The above is a brief calculation process of the fluid scattering model. The following is the calculation process of the density ratio $a_{\rho }$ and complex velocity ratio $a_1$ derived from Biot–Stoll theory. Ten input parameters are required: The mean grain diameter $d$, tortuosity $\alpha$, porosity $\beta$, dynamic viscosity of water $\eta$, permeability $\kappa$, mass density of water ${\rho }_w$, mass density of grains ${\rho }_g$, bulk modulus of water $K_w$, bulk modulus of grains $K_g$, and compressional wave speed in water $c_w$. As the inversion in this paper is based on the measurements at high frequencies, the improved EDFM with the effect of granularity is given here. The density ratio $a_{\rho }$ and complex velocity ratio $a_1$ can be obtained by [15,18]

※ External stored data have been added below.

impl SeaOrmRepository {
    pub fn new(db: DatabaseConnection) -> Self { Self { db } }
}

fn db_err(e: DbErr) -> ServiceError { ModelError::from_db(e).into() }

fn to_account(m: account::Model) -> Account {
    Account { id: m.id, email: m.email, name: m.name, created_at: m.created_at.with_timezone(&Utc) }
}

fn to_counselor(m: counselor::Model) -> Counselor {
    Counselor { id: m.id, name: m.name, introduction: m.introduction, created_at: m.created_at.with_timezone(&Utc) }
}

fn to_reservation(m: reservation::Model) -> Result<Reservation, ServiceError> {
    Ok(Reservation {
        id: m.id,
        account_id: m.account_id,
        counselor_id: m.counselor_id,
        counsel_date: m.counsel_date,
        counsel_time: m.counsel_time,
        location: m.location,
        status: m.status.parse()?,
        created_at: m.created_at.with_timezone(&Utc),
    })
}

/// id -> name for the given counselors.
async fn counselor_names<C: ConnectionTrait>(db: &C, ids: Vec<Uuid>) -> Result<HashMap<Uuid, String>, ServiceError> {
    if ids.is_empty() {
        return Ok(HashMap::new());
    }
    let rows = counselor::Entity::find().filter(counselor::Column::Id.is_in(ids)).all(db).await.map_err(db_err)?;
    Ok(rows.into_iter().map(|c| (c.id, c.name)).collect())
}

/// review id -> tag names.
async fn review_tags<C: ConnectionTrait>(db: &C, review_ids: Vec<Uuid>) -> Result<HashMap<Uuid, BTreeSet<String>>, ServiceError> {
    let mut out: HashMap<Uuid, BTreeSet<String>> = HashMap::new();
    if review_ids.is_empty() {
        return Ok(out);
    }
    let rows = review_tag_map::Entity::find()
        .find_also_related(review_tag::Entity)
        .filter(review_tag_map::Column::ReviewId.is_in(review_ids))
        .all(db)
        .await
        .map_err(db_err)?;
    for (link, tag) in rows {
        if let Some(tag) = tag {
            out.entry(link.review_id).or_default().insert(tag.name);
        }
    }
    Ok(out)
}

/// `%keyword%` with LIKE metacharacters in the keyword matched literally.
fn contains_pattern(keyword: &str) -> String {
    let escaped = keyword.replace('\\', "\\\\").replace('%', "\\%").replace('_', "\\_");
    format!("%{escaped}%")
}

fn review_view(r: review::Model, author_name: String, tags: BTreeSet<String>) -> ReviewView {
    ReviewView {
        review_id: r.id,
        counselor_id: r.counselor_id,
        author_name,
        title: r.title,
        content: r.content,
        rating: r.rating,
        recommendation_count: r.recommendation_count,
        created_at: r.created_at.with_timezone(&Utc),
        tags,
    }
}
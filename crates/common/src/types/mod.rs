use serde::Serialize;

#[derive(Serialize, Debug)]
pub struct Health {
    pub status: &'static str,
}

impl Health {
    pub fn ok() -> Self { Self { status: "ok" } }
}
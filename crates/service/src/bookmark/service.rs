use std::sync::Arc;

use tracing::{debug, info, instrument};
use uuid::Uuid;

use super::domain::{Bookmark, BookmarkView};
use super::repository::BookmarkRepository;
use crate::account::{resolve_account, AccountRepository};
use crate::counselor::{counselor_view, require_counselor, CounselorRepository};
use crate::errors::ServiceError;
use crate::token::Principal;

pub struct BookmarkService<R: ?Sized> {
    repo: Arc<R>,
}

impl<R> BookmarkService<R>
where
    R: AccountRepository + CounselorRepository + BookmarkRepository + ?Sized,
{
    pub fn new(repo: Arc<R>) -> Self { Self { repo } }

    /// Bookmark a counselor for the principal's account.
    ///
    /// # Examples
    /// ```
    /// use service::bookmark::BookmarkService;
    /// use service::repo::memory::InMemoryStore;
    /// use service::token::Principal;
    /// use std::sync::Arc;
    /// let store = Arc::new(InMemoryStore::default());
    /// let account = store.seed_account("me@example.com", "Me");
    /// let counselor = store.seed_counselor("Dr. Kim", &["career"]);
    /// let svc = BookmarkService::new(store);
    /// let b = tokio_test::block_on(svc.add_bookmark(&Principal::new("me@example.com"), counselor)).unwrap();
    /// assert_eq!(b.account_id, account);
    /// ```
    #[instrument(skip(self, principal), fields(email = %principal.email))]
    pub async fn add_bookmark(&self, principal: &Principal, counselor_id: Uuid) -> Result<Bookmark, ServiceError> {
        let account = resolve_account(self.repo.as_ref(), principal).await?;
        let counselor = require_counselor(self.repo.as_ref(), counselor_id).await?;

        if self.repo.bookmark_exists(account.id, counselor.id).await? {
            debug!(account_id = %account.id, counselor_id = %counselor.id, "bookmark exists");
            return Err(already_bookmarked());
        }
        // unique index decides a concurrent insert
        let bookmark = self.repo.insert_bookmark(account.id, counselor.id).await?.ok_or_else(already_bookmarked)?;
        info!(bookmark_id = %bookmark.id, account_id = %account.id, counselor_id = %counselor.id, event = "bookmark_added", "bookmark added");
        Ok(bookmark)
    }

    #[instrument(skip(self, principal), fields(email = %principal.email))]
    pub async fn remove_bookmark(&self, principal: &Principal, counselor_id: Uuid) -> Result<(), ServiceError> {
        let account = resolve_account(self.repo.as_ref(), principal).await?;
        let counselor = require_counselor(self.repo.as_ref(), counselor_id).await?;

        let removed = self.repo.delete_bookmarks(account.id, counselor.id).await?;
        if removed == 0 {
            return Err(ServiceError::NotFound("Bookmark not found".into()));
        }
        info!(account_id = %account.id, counselor_id = %counselor.id, removed, event = "bookmark_removed", "bookmark removed");
        Ok(())
    }

    /// All bookmarks of the account, newest first, each with its counselor view.
    pub async fn list_bookmarks(&self, principal: &Principal) -> Result<Vec<BookmarkView>, ServiceError> {
        let account = resolve_account(self.repo.as_ref(), principal).await?;
        let bookmarks = self.repo.list_bookmarks(account.id).await?;

        let mut views = Vec::with_capacity(bookmarks.len());
        for b in bookmarks {
            let counselor = require_counselor(self.repo.as_ref(), b.counselor_id).await?;
            views.push(BookmarkView {
                bookmark_id: b.id,
                created_at: b.created_at,
                counselor: counselor_view(self.repo.as_ref(), &counselor).await?,
            });
        }
        Ok(views)
    }
}

fn already_bookmarked() -> ServiceError {
    ServiceError::Conflict("Already bookmarked this counselor".into())
}
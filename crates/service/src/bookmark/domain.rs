use chrono::{DateTime, Utc};
use serde::Serialize;
use uuid::Uuid;

use crate::counselor::CounselorView;

#[derive(Debug, Clone, PartialEq, Serialize)]
pub struct Bookmark {
    pub id: Uuid,
    pub account_id: Uuid,
    pub counselor_id: Uuid,
    pub created_at: DateTime<Utc>,
}

/// Bookmark expanded with the bookmarked counselor.
#[derive(Debug, Clone, Serialize)]
pub struct BookmarkView {
    pub bookmark_id: Uuid,
    pub created_at: DateTime<Utc>,
    pub counselor: CounselorView,
}
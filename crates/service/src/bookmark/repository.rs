use async_trait::async_trait;
use uuid::Uuid;

use super::domain::Bookmark;
use crate::errors::ServiceError;

#[async_trait]
pub trait BookmarkRepository: Send + Sync {
    async fn bookmark_exists(&self, account_id: Uuid, counselor_id: Uuid) -> Result<bool, ServiceError>;
    /// `None` when the pair is already bookmarked; never creates a second row.
    async fn insert_bookmark(&self, account_id: Uuid, counselor_id: Uuid) -> Result<Option<Bookmark>, ServiceError>;
    /// Deletes every row of the pair and returns how many went away.
    async fn delete_bookmarks(&self, account_id: Uuid, counselor_id: Uuid) -> Result<u64, ServiceError>;
    /// Newest first.
    async fn list_bookmarks(&self, account_id: Uuid) -> Result<Vec<Bookmark>, ServiceError>;
}
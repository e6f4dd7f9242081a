use anyhow::Result;
use serde::Deserialize;
use anyhow::anyhow;

#[derive(Debug, Clone, Deserialize, Default)]
pub struct AppConfig {
    #[serde(default)]
    pub server: ServerConfig,
    #[serde(default)]
    pub database: DatabaseConfig,
    #[serde(default)]
    pub auth: AuthConfig,
    #[serde(default)]
    pub logging: LoggingConfig,
}

#[derive(Debug, Clone, Deserialize)]
pub struct ServerConfig {
    pub host: String,
    pub port: u16,
    #[serde(default)]
    pub worker_threads: Option<usize>,
    #[serde(default = "default_data_dir")]
    pub data_dir: String,
}

impl Default for ServerConfig {
    fn default() -> Self {
        Self { host: "127.0.0.1".into(), port: 8080, worker_threads: Some(4), data_dir: default_data_dir() }
    }
}

#[derive(Debug, Clone, Deserialize)]
pub struct DatabaseConfig {
    #[serde(default)]
    pub url: String,
    #[serde(default = "default_max_connections")]
    pub max_connections: u32,
    #[serde(default = "default_min_connections")]
    pub min_connections: u32,
    #[serde(default = "default_connect_timeout")]
    pub connect_timeout_secs: u64,
    #[serde(default = "default_idle_timeout")]
    pub idle_timeout_secs: u64,
    #[serde(default = "default_max_lifetime")]
    pub max_lifetime_secs: u64,
    #[serde(default = "default_acquire_timeout")]
    pub acquire_timeout_secs: u64,
    #[serde(default)]
    pub sqlx_logging: bool,
    #[serde(default = "default_true")]
    pub run_migrations: bool,
}

impl Default for DatabaseConfig {
    fn default() -> Self {
        Self {
            url: String::new(),
            max_connections: default_max_connections(),
            min_connections: default_min_connections(),
            connect_timeout_secs: default_connect_timeout(),
            idle_timeout_secs: default_idle_timeout(),
            max_lifetime_secs: default_max_lifetime(),
            acquire_timeout_secs: default_acquire_timeout(),
            sqlx_logging: false,
            run_migrations: true,
        }
    }
}

#[derive(Debug, Clone, Deserialize)]
pub struct AuthConfig {
    #[serde(default)]
    pub jwt_secret: String,
    #[serde(default = "default_token_ttl")]
    pub token_ttl_hours: i64,
}

impl Default for AuthConfig {
    fn default() -> Self {
        Self { jwt_secret: String::new(), token_ttl_hours: default_token_ttl() }
    }
}

#[derive(Debug, Clone, Deserialize)]
pub struct LoggingConfig {
    #[serde(default = "default_log_format")]
    pub format: String,
}

impl Default for LoggingConfig {
    fn default() -> Self { Self { format: default_log_format() } }
}

fn default_max_connections() -> u32 { 10 }
fn default_min_connections() -> u32 { 2 }
fn default_connect_timeout() -> u64 { 30 }
fn default_idle_timeout() -> u64 { 600 }
fn default_max_lifetime() -> u64 { 3600 }
fn default_acquire_timeout() -> u64 { 30 }
fn default_token_ttl() -> i64 { 12 }
fn default_true() -> bool { true }
fn default_data_dir() -> String { "data".into() }
fn default_log_format() -> String { "compact".into() }

pub fn load_default() -> Result<AppConfig> {
    let path = std::env::var("CONFIG_PATH").unwrap_or_else(|_| "config.toml".to_string());
    load_from_file(&path)
}

pub fn load_from_file(path: &str) -> Result<AppConfig> {
    let content = std::fs::read_to_string(path)?;
    parse(&content)
}

pub fn parse(content: &str) -> Result<AppConfig> {
    let cfg: AppConfig = toml::from_str(content)?;
    Ok(cfg)
}

impl AppConfig {
    pub fn load_and_validate() -> Result<Self> {
        let mut cfg = load_default()?;
        cfg.normalize_and_validate()?;
        Ok(cfg)
    }

    /// Load `config.toml` when present, otherwise build from environment variables.
    pub fn load_or_env() -> Result<Self> {
        let mut cfg = load_default().unwrap_or_else(|_| Self::from_env());
        cfg.normalize_and_validate()?;
        Ok(cfg)
    }

    /// Defaults overridden by `SERVER_HOST`, `SERVER_PORT`, `TOKIO_WORKER_THREADS`.
    /// Database URL and JWT secret are filled in by `normalize_and_validate`.
    pub fn from_env() -> Self {
        let mut cfg = Self::default();
        if let Ok(host) = std::env::var("SERVER_HOST") {
            cfg.server.host = host;
        }
        if let Some(port) = std::env::var("SERVER_PORT").ok().and_then(|p| p.parse::<u16>().ok()) {
            cfg.server.port = port;
        }
        cfg.server.worker_threads = std::env::var("TOKIO_WORKER_THREADS").ok().and_then(|v| v.parse::<usize>().ok());
        cfg
    }

    pub fn normalize_and_validate(&mut self) -> Result<()> {
        // 归一化 server
        self.server.normalize()?;
        // 归一化 database（支持从环境变量填充 URL）
        self.database.normalize_from_env();
        self.database.validate()?;
        self.auth.normalize_from_env();
        self.auth.validate()?;
        Ok(())
    }
}

impl ServerConfig {
    fn normalize(&mut self) -> Result<()> {
        if self.host.trim().is_empty() {
            self.host = "127.0.0.1".to_string();
        }
        if self.port == 0 {
            return Err(anyhow!("server.port must be within 1..=65535"));
        }
        match self.worker_threads {
            Some(w) if w > 0 => {}
            _ => self.worker_threads = Some(4),
        }
        if self.data_dir.trim().is_empty() {
            self.data_dir = default_data_dir();
        }
        Ok(())
    }
}

impl DatabaseConfig {
    pub fn normalize_from_env(&mut self) {
        // 若 TOML 中未提供 URL，则尝试从环境变量填充
        if self.url.trim().is_empty() {
            if let Ok(url) = std::env::var("DATABASE_URL") {
                self.url = url;
            }
        }
    }

    pub fn validate(&self) -> Result<()> {
        if self.url.trim().is_empty() {
            return Err(anyhow!("database.url is empty; set it in config.toml or DATABASE_URL"));
        }
        let lower = self.url.to_lowercase();
        if !(lower.starts_with("postgresql://") || lower.starts_with("postgres://")) {
            return Err(anyhow!("database.url must start with postgresql:// or postgres://"));
        }
        if self.min_connections == 0 {
            return Err(anyhow!("database.min_connections must be >= 1"));
        }
        if self.max_connections < self.min_connections {
            return Err(anyhow!("database.max_connections must be >= min_connections"));
        }
        if self.connect_timeout_secs == 0 || self.acquire_timeout_secs == 0 {
            return Err(anyhow!("database timeouts must be positive seconds"));
        }
        Ok(())
    }
}

impl AuthConfig {
    pub fn normalize_from_env(&mut self) {
        if self.jwt_secret.trim().is_empty() {
            if let Ok(secret) = std::env::var("JWT_SECRET") {
                self.jwt_secret = secret;
            }
        }
    }

    pub fn validate(&self) -> Result<()> {
        if self.jwt_secret.trim().is_empty() {
            return Err(anyhow!("auth.jwt_secret is empty; set it in config.toml or JWT_SECRET"));
        }
        if self.token_ttl_hours <= 0 {
            return Err(anyhow!("auth.token_ttl_hours must be > 0"));
        }
        Ok(())
    }
}

#[cfg(test)]
mod tests {
    use super::*;

    const FULL: &str = r#"
        [server]
        host = "0.0.0.0"
        port = 9000
        worker_threads = 2

        [database]
        url = "postgres://u:p@localhost:5432/counsel"
        max_connections = 8
        min_connections = 1

        [auth]
        jwt_secret = "s3cret"
        token_ttl_hours = 6

        [logging]
        format = "json"
    "#;

    #[test]
    fn parses_full_file() {
        let mut cfg = parse(FULL).unwrap();
        cfg.normalize_and_validate().unwrap();
        assert_eq!(cfg.server.host, "0.0.0.0");
        assert_eq!(cfg.server.port, 9000);
        assert_eq!(cfg.server.worker_threads, Some(2));
        assert_eq!(cfg.database.max_connections, 8);
        assert_eq!(cfg.database.acquire_timeout_secs, 30);
        assert!(cfg.database.run_migrations);
        assert_eq!(cfg.auth.token_ttl_hours, 6);
        assert_eq!(cfg.logging.format, "json");
    }

    #[test]
    fn rejects_non_postgres_url() {
        let db = DatabaseConfig { url: "mysql://localhost/db".into(), ..DatabaseConfig::default() };
        assert!(db.validate().is_err());
    }

    #[test]
    fn rejects_inverted_pool_bounds() {
        let db = DatabaseConfig {
            url: "postgres://localhost/db".into(),
            max_connections: 1,
            min_connections: 5,
            ..DatabaseConfig::default()
        };
        assert!(db.validate().is_err());
    }

    #[test]
    fn zero_worker_threads_normalized() {
        let mut s = ServerConfig { worker_threads: Some(0), ..ServerConfig::default() };
        s.normalize().unwrap();
        assert_eq!(s.worker_threads, Some(4));
    }

    #[test]
    fn rejects_zero_port() {
        let mut s = ServerConfig { port: 0, ..ServerConfig::default() };
        assert!(s.normalize().is_err());
    }

    #[test]
    fn auth_requires_positive_ttl() {
        let a = AuthConfig { jwt_secret: "x".into(), token_ttl_hours: 0 };
        assert!(a.validate().is_err());
        let a = AuthConfig { jwt_secret: "x".into(), token_ttl_hours: 1 };
        assert!(a.validate().is_ok());
    }
}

$$a_{\rho }={\rho }_{eff}/{\rho }_w$$

(6)

$$a_1=\sqrt{{\xi }_{\mathrm{DM}}\left(\lambda ,d;\theta =30°\right){\left[\left(1-\beta \right)/K_g+\beta /K_w\right]}^{-1}/{\rho }_{eff}}/c_w$$

(7)

where $\lambda =c_w∕f$ is the wavelength of a sound wave in water. The effective density ${\rho }_{eff}$ and granularity effect correction factor ${\xi }_{\mathrm{DM}}$ are given in the Appendix. The compressional velocity ratio can be obtained by

$$v_1=\frac{1}{c_w}/\mathrm{Re}\left(1/a_1/c_w\right)$$

(8)

Since the effect of granularity does not have enough physics to account for additional multiple scattering loss, the effect is added to the attenuation calculated via the imaginary part of the sound speed equation using the following expression [42]:

$${\mathsf{\alpha }}_{ms}=24{\left(2\pi fd∕c_w\right)}^4$$

(9)

The final attenuation is expressed as

$${\alpha }_p=40\pi fIm\left(1/a_1/c_w\right)/ln\left(10\right)+{\mathsf{\alpha }}_{ms}$$

(10)

It needs to be noted here that the unit of attenuation is dB/m. Then, the final modified complex velocity ratio ${\mathrm{a}}_1$ can be obtained by

$$a_1={\left[1/v_1/c_w+i{\alpha }_{p}ln\left(10\right)∕\left(40\pi f\right)\right]}^{-1}$$

(11)

By substituting the density ratio $a_{\rho }$ and complex velocity ratio $a_1$ into the original fluid scattering model, the fluid model is extended to poroelastic media.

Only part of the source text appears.